The car finished its maneuvers and put itself into park. “Technology is pretty amazing,” I said.

Savannah met me on the sidewalk. “It’s why you went into it, right? Even though not many women our age did? Even though your dad’s kind of a Luddite?”

“It seemed like magic to me,” I admitted. “I wanted to learn the secrets so I could harness it.”

“You did. And now you can do anything.” She slipped her hand around my elbow and walked toward Danny’s bar. “Software, biotech…what’s next, space travel?”
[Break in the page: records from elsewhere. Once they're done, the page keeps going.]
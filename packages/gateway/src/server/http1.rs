//! HTTP/1.1 connections
//!
//! HTTP/1.1 has no server push: every relation is announced with a `Link`
//! header through [`NoPush`].

use std::convert::Infallible;
use std::sync::Arc;

use bytes::Bytes;
use http::{Request, Response, StatusCode};
use http_body_util::{BodyExt, Full};
use hyper::body::Incoming;
use hyper::server::conn::http1;
use hyper::service::service_fn;
use hyper_util::rt::TokioIo;
use pushgate_engine::NoPush;
use tokio::io::{AsyncRead, AsyncWrite};

use crate::error::GatewayResult;
use crate::pipeline::{Forwarded, IncomingRequest, Pipeline};

/// Serve one HTTP/1.1 connection until the client closes it
pub(crate) async fn serve<T>(io: T, pipeline: Arc<Pipeline>, proto: &'static str, local_host: Arc<str>) -> GatewayResult<()>
where
    T: AsyncRead + AsyncWrite + Unpin + Send + 'static,
{
    let service = service_fn(move |request: Request<Incoming>| {
        let pipeline = Arc::clone(&pipeline);
        let local_host = Arc::clone(&local_host);
        async move { Ok::<_, Infallible>(handle(request, &pipeline, proto, &local_host).await) }
    });

    http1::Builder::new()
        .keep_alive(true)
        .serve_connection(TokioIo::new(io), service)
        .await?;
    Ok(())
}

async fn handle(request: Request<Incoming>, pipeline: &Pipeline, proto: &'static str, local_host: &str) -> Response<Full<Bytes>> {
    let (parts, body) = request.into_parts();
    let body = match body.collect().await {
        Ok(collected) => collected.to_bytes(),
        Err(e) => {
            tracing::debug!(error = %e, "cannot read request body");
            let mut response = Response::new(Full::new(Bytes::new()));
            *response.status_mut() = StatusCode::BAD_REQUEST;
            return response;
        }
    };

    let forwarded = Forwarded::from_request(&parts.uri, &parts.headers, proto, local_host);
    let request = IncomingRequest {
        method: parts.method,
        uri: parts.uri,
        headers: parts.headers,
        body,
    };

    let context = pipeline.push_context();
    pipeline
        .handle(request, &forwarded, &context, &NoPush, 0)
        .await
        .map(Full::new)
}
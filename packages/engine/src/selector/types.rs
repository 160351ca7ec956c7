//! Core selector types
//!
//! A selector is an immutable, ordered sequence of segments rooted at the
//! document root, written `/segment/segment/...`.

use std::fmt;

/// Individual segment of a selector
#[derive(Debug, Clone, PartialEq, Eq, Hash)]
pub enum Segment {
    /// Object member name, array index in decimal form, or compacted JSON-LD term
    Literal(String),
    /// `*` - every key of an object or every index of an array
    Wildcard,
}

impl Segment {
    /// Whether this segment selects the given array index
    #[inline]
    #[must_use]
    pub fn matches_index(&self, index: usize) -> bool {
        match self {
            Segment::Wildcard => true,
            Segment::Literal(literal) => literal.parse::<usize>() == Ok(index),
        }
    }
}

impl fmt::Display for Segment {
    fn fmt(&self, f: &mut fmt::Formatter<'_>) -> fmt::Result {
        match self {
            Segment::Wildcard => f.write_str("*"),
            Segment::Literal(literal) => f.write_str(&escape_literal(literal)),
        }
    }
}

/// A parsed `fields` or `preload` expression
///
/// The canonical string form is computed once at construction and used for
/// deduplication and for forwarding the selector to pushed resources.
#[derive(Debug, Clone, PartialEq, Eq, Hash)]
pub struct Selector {
    segments: Vec<Segment>,
    canonical: String,
}

impl Selector {
    /// Build a selector from already decoded segments
    ///
    /// Returns `None` for an empty segment list: a selector always names at
    /// least one segment below the root.
    #[must_use]
    pub fn from_segments(segments: Vec<Segment>) -> Option<Self> {
        if segments.is_empty() {
            return None;
        }

        let canonical = segments.iter().fold(String::new(), |mut acc, segment| {
            acc.push('/');
            acc.push_str(&segment.to_string());
            acc
        });

        Some(Self {
            segments,
            canonical,
        })
    }

    /// Get the selector segments
    #[inline]
    #[must_use]
    pub fn segments(&self) -> &[Segment] {
        &self.segments
    }

    /// Number of segments
    #[inline]
    #[must_use]
    pub fn len(&self) -> usize {
        self.segments.len()
    }

    /// Always false for a constructed selector
    #[inline]
    #[must_use]
    pub fn is_empty(&self) -> bool {
        self.segments.is_empty()
    }

    /// Canonical `/a/b/*` form
    #[inline]
    #[must_use]
    pub fn as_str(&self) -> &str {
        &self.canonical
    }

    /// The segments from `depth` on, as a new root-relative selector
    #[must_use]
    pub fn suffix(&self, depth: usize) -> Option<Selector> {
        self.segments
            .get(depth..)
            .and_then(|rest| Selector::from_segments(rest.to_vec()))
    }
}

impl fmt::Display for Selector {
    fn fmt(&self, f: &mut fmt::Formatter<'_>) -> fmt::Result {
        f.write_str(&self.canonical)
    }
}

/// Which request input a selector belongs to
#[derive(Debug, Clone, Copy, PartialEq, Eq, Hash)]
pub enum SelectorKind {
    /// Projection of the response body
    Fields,
    /// Related resources to push or announce
    Preload,
}

impl SelectorKind {
    pub const ALL: [SelectorKind; 2] = [SelectorKind::Fields, SelectorKind::Preload];

    /// Request header carrying this kind (matched case-insensitively)
    #[inline]
    #[must_use]
    pub const fn header_name(self) -> &'static str {
        match self {
            SelectorKind::Fields => "fields",
            SelectorKind::Preload => "preload",
        }
    }

    /// Query-string parameter carrying this kind
    #[inline]
    #[must_use]
    pub const fn query_key(self) -> &'static str {
        self.header_name()
    }
}

/// Surface form(s) a selector kind arrived through
#[derive(Debug, Clone, Copy, Default, PartialEq, Eq)]
pub struct SelectorSource {
    pub header: bool,
    pub query: bool,
}

impl SelectorSource {
    /// Downstream selectors travel in the query string when the client used it
    #[inline]
    #[must_use]
    pub fn prefers_query(self) -> bool {
        self.query
    }
}

/// Escape the characters that would change how a literal re-parses
fn escape_literal(literal: &str) -> String {
    if literal == "*" {
        return "%2A".to_string();
    }

    let mut escaped = String::with_capacity(literal.len());
    for c in literal.chars() {
        match c {
            '%' => escaped.push_str("%25"),
            '/' => escaped.push_str("%2F"),
            ',' => escaped.push_str("%2C"),
            _ => escaped.push(c),
        }
    }
    escaped
}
I huffed. “That’s a dick-measuring contest if I’ve ever seen one. No, I think I’ll focus my energy here on earth.” Once I was done licking my wounds. Three weeks wasn’t enough time to get over a betrayal like Oliver’s. But I didn’t want to think about him or the half-dozen desperate texts he sent me before I blocked his number. If I’d listened to the voicemails, I’m sure they’d have said the same thing: I love you. I’m sorry. I should have told you. Please call me.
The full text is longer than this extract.